What the exercise asks: The data shown below should all be retyped exactly.

Given information:
• • • •

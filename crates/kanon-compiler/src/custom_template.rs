//! User-supplied manifest templates.
//!
//! A custom template replaces the built-in ConstraintTemplate or Constraint
//! object. Templates use Jinja syntax and are rendered against the policy
//! record, see [`crate::manifest::ManifestBuilder::context`] for the
//! available values.

use std::fs;
use std::path::{Path, PathBuf};

use minijinja::{Environment, UndefinedBehavior};
use serde::Serialize;
use tracing::debug;

use crate::error::{CompilerError, Result};

/// A manifest template read from disk.
#[derive(Debug, Clone, PartialEq, Eq)]
pub struct CustomTemplate {
    path: PathBuf,
    source: String,
}

impl CustomTemplate {
    /// Creates a template from its source. `path` is only used in messages.
    #[must_use]
    pub fn new(path: impl Into<PathBuf>, source: impl Into<String>) -> Self {
        Self {
            path: path.into(),
            source: source.into(),
        }
    }

    /// Reads a template file.
    ///
    /// # Errors
    ///
    /// Returns an error if the file cannot be read.
    pub fn from_file(path: impl AsRef<Path>) -> Result<Self> {
        let path = path.as_ref();
        let source = fs::read_to_string(path).map_err(|e| CompilerError::FileReadError {
            path: path.to_path_buf(),
            source: e,
        })?;
        Ok(Self::new(path, source))
    }

    /// Returns the template path.
    #[must_use]
    pub fn path(&self) -> &Path {
        &self.path
    }

    /// Renders the template. Undefined values are errors.
    ///
    /// # Errors
    ///
    /// Returns [`CompilerError::RenderError`] if the template does not parse
    /// or refers to a value the context lacks.
    pub fn render<S: Serialize>(&self, context: S) -> Result<String> {
        let name = self.path.display().to_string();

        let mut env = Environment::new();
        env.set_undefined_behavior(UndefinedBehavior::Strict);
        env.set_keep_trailing_newline(true);

        let rendered = env
            .render_named_str(&name, &self.source, context)
            .map_err(|e| CompilerError::RenderError {
                what: format!("custom template {name}"),
                message: e.to_string(),
            })?;

        debug!(template = %name, "Rendered custom template");
        Ok(rendered)
    }
}

#[cfg(test)]
mod tests {
    use serde_json::json;

    use super::*;

    #[test]
    fn test_render() {
        let template = CustomTemplate::new(
            "constraint.tpl",
            "kind: {{ kind }}\nmetadata:\n  name: {{ name }}\n",
        );
        let rendered = template
            .render(json!({ "kind": "PodLimits", "name": "podlimits" }))
            .unwrap();

        assert_eq!(rendered, "kind: PodLimits\nmetadata:\n  name: podlimits\n");
    }

    #[test]
    fn test_undefined_value_is_error() {
        let template = CustomTemplate::new("t.tpl", "{{ missing.field }}");
        let err = template.render(json!({ "kind": "X" })).unwrap_err();
        assert!(err.to_string().contains("t.tpl"));
    }

    #[test]
    fn test_syntax_error() {
        let template = CustomTemplate::new("t.tpl", "{% for %}");
        assert!(matches!(
            template.render(json!({})),
            Err(CompilerError::RenderError { .. })
        ));
    }

    #[test]
    fn test_from_missing_file() {
        assert!(matches!(
            CustomTemplate::from_file("/nonexistent/template.tpl"),
            Err(CompilerError::FileReadError { .. })
        ));
    }
}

• • • •

Result:
filename crates/kanon-compiler/src/custom_template.rs
//! User-supplied manifest templates.
//!
//! A custom template replaces the built-in ConstraintTemplate or Constraint
//! object. Templates use Jinja syntax and are rendered against the policy
//! record, see [`crate::manifest::ManifestBuilder::context`] for the
//! available values.

use std::fs;
use std::path::{Path, PathBuf};

use minijinja::{Environment, UndefinedBehavior};
use serde::Serialize;
use tracing::debug;

use crate::error::{CompilerError, Result};

/// A manifest template read from disk.
#[derive(Debug, Clone, PartialEq, Eq)]
pub struct CustomTemplate {
    path: PathBuf,
    source: String,
}

impl CustomTemplate {
    /// Creates a template from its source. `path` is only used in messages.
    #[must_use]
    pub fn new(path: impl Into<PathBuf>, source: impl Into<String>) -> Self {
        Self {
            path: path.into(),
            source: source.into(),
        }
    }

    /// Reads a template file.
    ///
    /// # Errors
    ///
    /// Returns an error if the file cannot be read.
    pub fn from_file(path: impl AsRef<Path>) -> Result<Self> {
        let path = path.as_ref();
        let source = fs::read_to_string(path).map_err(|e| CompilerError::FileReadError {
            path: path.to_path_buf(),
            source: e,
        })?;
        Ok(Self::new(path, source))
    }

    /// Returns the template path.
    #[must_use]
    pub fn path(&self) -> &Path {
        &self.path
    }

    /// Renders the template. Undefined values are errors.
    ///
    /// # Errors
    ///
    /// Returns [`CompilerError::RenderError`] if the template does not parse
    /// or refers to a value the context lacks.
    pub fn render<S: Serialize>(&self, context: S) -> Result<String> {
        let name = self.path.display().to_string();

        let mut env = Environment::new();
        env.set_undefined_behavior(UndefinedBehavior::Strict);
        env.set_keep_trailing_newline(true);

        let rendered = env
            .render_named_str(&name, &self.source, context)
            .map_err(|e| CompilerError::RenderError {
                what: format!("custom template {name}"),
                message: e.to_string(),
            })?;

        debug!(template = %name, "Rendered custom template");
        Ok(rendered)
    }
}

#[cfg(test)]
mod tests {
    use serde_json::json;

    use super::*;

    #[test]
    fn test_render() {
        let template = CustomTemplate::new(
            "constraint.tpl",
            "kind: {{ kind }}\nmetadata:\n  name: {{ name }}\n",
        );
        let rendered = template
            .render(json!({ "kind": "PodLimits", "name": "podlimits" }))
            .unwrap();

        assert_eq!(rendered, "kind: PodLimits\nmetadata:\n  name: podlimits\n");
    }

    #[test]
    fn test_undefined_value_is_error() {
        let template = CustomTemplate::new("t.tpl", "{{ missing.field }}");
        let err = template.render(json!({ "kind": "X" })).unwrap_err();
        assert!(err.to_string().contains("t.tpl"));
    }

    #[test]
    fn test_syntax_error() {
        let template = CustomTemplate::new("t.tpl", "{% for %}");
        assert!(matches!(
            template.render(json!({})),
            Err(CompilerError::RenderError { .. })
        ));
    }

    #[test]
    fn test_from_missing_file() {
        assert!(matches!(
            CustomTemplate::from_file("/nonexistent/template.tpl"),
            Err(CompilerError::FileReadError { .. })
        ));
    }
}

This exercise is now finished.